//! Top-level composition of module schemas into one document.

use ansible_schema_core::{DefinitionRegistry, JSON_SCHEMA_DRAFT};
use serde::Serialize;
use serde_json::{Map, Value, json};

use crate::assemble::ObjectSchema;

/// Task key holding the task's display name. No module may use it as a title.
pub const RESERVED_TASK_KEY: &str = "name";

/// Ordinary module schemas keyed by title, in insertion order.
///
/// The first schema inserted for a title wins; later inserts are refused.
#[derive(Debug, Clone, Default, PartialEq)]
pub struct ModuleMap {
    entries: Vec<(String, ObjectSchema)>,
}

impl ModuleMap {
    /// Inserts a schema, returning `false` when the title is already taken
    /// or is [`RESERVED_TASK_KEY`].
    pub fn insert(&mut self, title: &str, schema: ObjectSchema) -> bool {
        if title == RESERVED_TASK_KEY || self.contains(title) {
            return false;
        }
        self.entries.push((title.to_string(), schema));
        true
    }

    pub fn contains(&self, title: &str) -> bool {
        self.entries.iter().any(|(existing, _)| existing == title)
    }

    pub fn get(&self, title: &str) -> Option<&ObjectSchema> {
        self.entries
            .iter()
            .find(|(existing, _)| existing == title)
            .map(|(_, schema)| schema)
    }

    pub fn titles(&self) -> impl Iterator<Item = &str> {
        self.entries.iter().map(|(title, _)| title.as_str())
    }

    pub fn iter(&self) -> impl Iterator<Item = (&str, &ObjectSchema)> {
        self.entries
            .iter()
            .map(|(title, schema)| (title.as_str(), schema))
    }

    pub fn len(&self) -> usize {
        self.entries.len()
    }

    pub fn is_empty(&self) -> bool {
        self.entries.is_empty()
    }
}

/// The `items` schema of a task list.
#[derive(Debug, Clone, PartialEq, Serialize)]
pub struct TaskItems {
    #[serde(rename = "anyOf")]
    pub any_of: Vec<Value>,
}

/// The final composite schema document.
#[derive(Debug, Clone, PartialEq, Serialize)]
pub struct CompositeSchema {
    #[serde(rename = "$schema")]
    pub dialect: String,
    #[serde(rename = "type")]
    pub schema_type: String,
    pub items: TaskItems,
    pub definitions: Map<String, Value>,
    pub description: String,
    pub title: String,
}

impl CompositeSchema {
    /// The ordinary selector, always the last `anyOf` branch.
    pub fn ordinary_selector(&self) -> Option<&Value> {
        self.items.any_of.last()
    }

    /// Deferred command shapes, every `anyOf` branch but the last.
    pub fn deferred(&self) -> &[Value] {
        let len = self.items.any_of.len();
        &self.items.any_of[..len.saturating_sub(1)]
    }
}

/// Composes ordinary and deferred schemas into one document.
///
/// The root is an array of tasks; each task matches one deferred shape or
/// the ordinary selector, which requires `name` plus exactly one module key.
///
/// # Examples
///
/// ```
/// use ansible_schema_core::DefinitionRegistry;
/// use ansible_schema_synth::{ModuleMap, ObjectSchema, compose};
///
/// let mut ordinary = ModuleMap::default();
/// assert!(ordinary.insert("ping", ObjectSchema::default()));
/// assert!(!ordinary.insert("ping", ObjectSchema::default()));
///
/// let schema = compose(&ordinary, Vec::new(), &DefinitionRegistry::builtin(), "Tasks", "All tasks");
/// assert_eq!(schema.items.any_of.len(), 1);
/// assert!(schema.definitions.contains_key("ansible_truth"));
/// ```
pub fn compose(
    ordinary: &ModuleMap,
    deferred: Vec<Value>,
    definitions: &DefinitionRegistry,
    title: &str,
    description: &str,
) -> CompositeSchema {
    let mut any_of = deferred;
    any_of.push(ordinary_selector(ordinary));

    CompositeSchema {
        dialect: JSON_SCHEMA_DRAFT.to_string(),
        schema_type: "array".to_string(),
        items: TaskItems { any_of },
        definitions: definitions.to_map(),
        description: description.to_string(),
        title: title.to_string(),
    }
}

fn ordinary_selector(ordinary: &ModuleMap) -> Value {
    let mut properties = Map::new();
    properties.insert(RESERVED_TASK_KEY.to_string(), json!({ "type": "string" }));
    for (title, schema) in ordinary.iter() {
        properties.insert(title.to_string(), schema.to_value());
    }

    let mut selector = Map::new();
    selector.insert("type".to_string(), json!("object"));
    selector.insert("properties".to_string(), Value::Object(properties));
    selector.insert("required".to_string(), json!([RESERVED_TASK_KEY]));
    if !ordinary.is_empty() {
        let branches: Vec<Value> = ordinary
            .titles()
            .map(|title| json!({ "required": [title] }))
            .collect();
        selector.insert("oneOf".to_string(), Value::Array(branches));
    }
    Value::Object(selector)
}

#[cfg(test)]
mod tests {
    use super::*;

    fn module(description: &str) -> ObjectSchema {
        ObjectSchema::default().with_description(Some(description.to_string()))
    }

    #[test]
    fn test_deferred_schemas_precede_selector() {
        let mut ordinary = ModuleMap::default();
        ordinary.insert("file", module("Files"));
        let deferred = vec![json!({ "title": "shell" }), json!({ "title": "raw" })];

        let schema = compose(
            &ordinary,
            deferred,
            &DefinitionRegistry::builtin(),
            "T",
            "D",
        );

        assert_eq!(schema.items.any_of.len(), 3);
        assert_eq!(schema.deferred().len(), 2);
        assert_eq!(schema.deferred()[0], json!({ "title": "shell" }));
        assert_eq!(
            schema.ordinary_selector().unwrap()["oneOf"],
            json!([{ "required": ["file"] }])
        );
    }

    #[test]
    fn test_selector_keeps_module_insertion_order() {
        let mut ordinary = ModuleMap::default();
        ordinary.insert("zypper", module("z"));
        ordinary.insert("apt", module("a"));
        ordinary.insert("file", module("f"));

        let schema = compose(&ordinary, Vec::new(), &DefinitionRegistry::builtin(), "T", "D");
        let selector = schema.ordinary_selector().unwrap();
        let keys: Vec<&String> = selector["properties"].as_object().unwrap().keys().collect();
        assert_eq!(keys, vec!["name", "zypper", "apt", "file"]);
        assert_eq!(selector["required"], json!(["name"]));
        assert_eq!(
            selector["properties"]["apt"],
            json!({ "type": "object", "description": "a", "properties": {} })
        );
    }

    #[test]
    fn test_first_insert_wins_for_duplicate_titles() {
        let mut ordinary = ModuleMap::default();
        assert!(ordinary.insert("copy", module("first")));
        assert!(!ordinary.insert("copy", module("second")));
        assert_eq!(ordinary.len(), 1);
        assert_eq!(
            ordinary.get("copy").unwrap().description.as_deref(),
            Some("first")
        );
    }

    #[test]
    fn test_reserved_task_key_is_never_a_module_title() {
        let mut ordinary = ModuleMap::default();
        assert!(!ordinary.insert("name", module("shadows the task name")));
        assert!(ordinary.is_empty());

        let schema = compose(&ordinary, Vec::new(), &DefinitionRegistry::builtin(), "T", "D");
        let selector = schema.ordinary_selector().unwrap();
        assert_eq!(selector["properties"]["name"], json!({ "type": "string" }));
    }

    #[test]
    fn test_empty_selector_omits_one_of() {
        let schema = compose(
            &ModuleMap::default(),
            Vec::new(),
            &DefinitionRegistry::builtin(),
            "T",
            "D",
        );
        let selector = schema.ordinary_selector().unwrap();
        assert!(selector.get("oneOf").is_none());
        assert!(schema.deferred().is_empty());
    }

    #[test]
    fn test_document_serializes_with_schema_keywords() {
        let schema = compose(
            &ModuleMap::default(),
            Vec::new(),
            &DefinitionRegistry::builtin(),
            "Ansible Tasks",
            "Tasks",
        );
        let value = serde_json::to_value(&schema).unwrap();

        assert_eq!(value["$schema"], JSON_SCHEMA_DRAFT);
        assert_eq!(value["type"], "array");
        assert!(value["items"]["anyOf"].is_array());
        assert_eq!(value["title"], "Ansible Tasks");
        assert_eq!(
            value["definitions"]["ansible_number"],
            json!({ "oneOf": [{ "type": "integer" }, { "type": "string" }] })
        );
    }
}
//! Output formatting for schema documents and reports.

use serde::Serialize;

/// Supported output formats.
#[derive(Debug, Clone, Copy, Default, PartialEq, Eq)]
#[cfg_attr(feature = "clap", derive(clap::ValueEnum))]
pub enum OutputFormat {
    #[default]
    Json,
    Yaml,
}

/// Formats any serializable document in the requested output format.
///
/// JSON output is pretty-printed and ends with a newline.
///
/// # Examples
///
/// ```
/// use ansible_schema_discovery::{OutputFormat, format_document};
///
/// let doc = serde_json::json!({ "type": "array" });
/// assert_eq!(format_document(&doc, OutputFormat::Yaml).unwrap(), "type: array\n");
/// ```
pub fn format_document<T: Serialize + ?Sized>(
    document: &T,
    format: OutputFormat,
) -> Result<String, String> {
    match format {
        OutputFormat::Json => serde_json::to_string_pretty(document)
            .map(|mut out| {
                out.push('\n');
                out
            })
            .map_err(|e| format!("JSON serialization failed: {e}")),
        OutputFormat::Yaml => {
            serde_yaml::to_string(document).map_err(|e| format!("YAML serialization failed: {e}"))
        }
    }
}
§
▸ **How to complete this task**
In the entries above, locate every line with the word "zypper" and copy it.

▸ **Written reply**
        ordinary.insert("zypper", module("z"));
        assert_eq!(keys, vec!["name", "zypper", "apt", "file"]);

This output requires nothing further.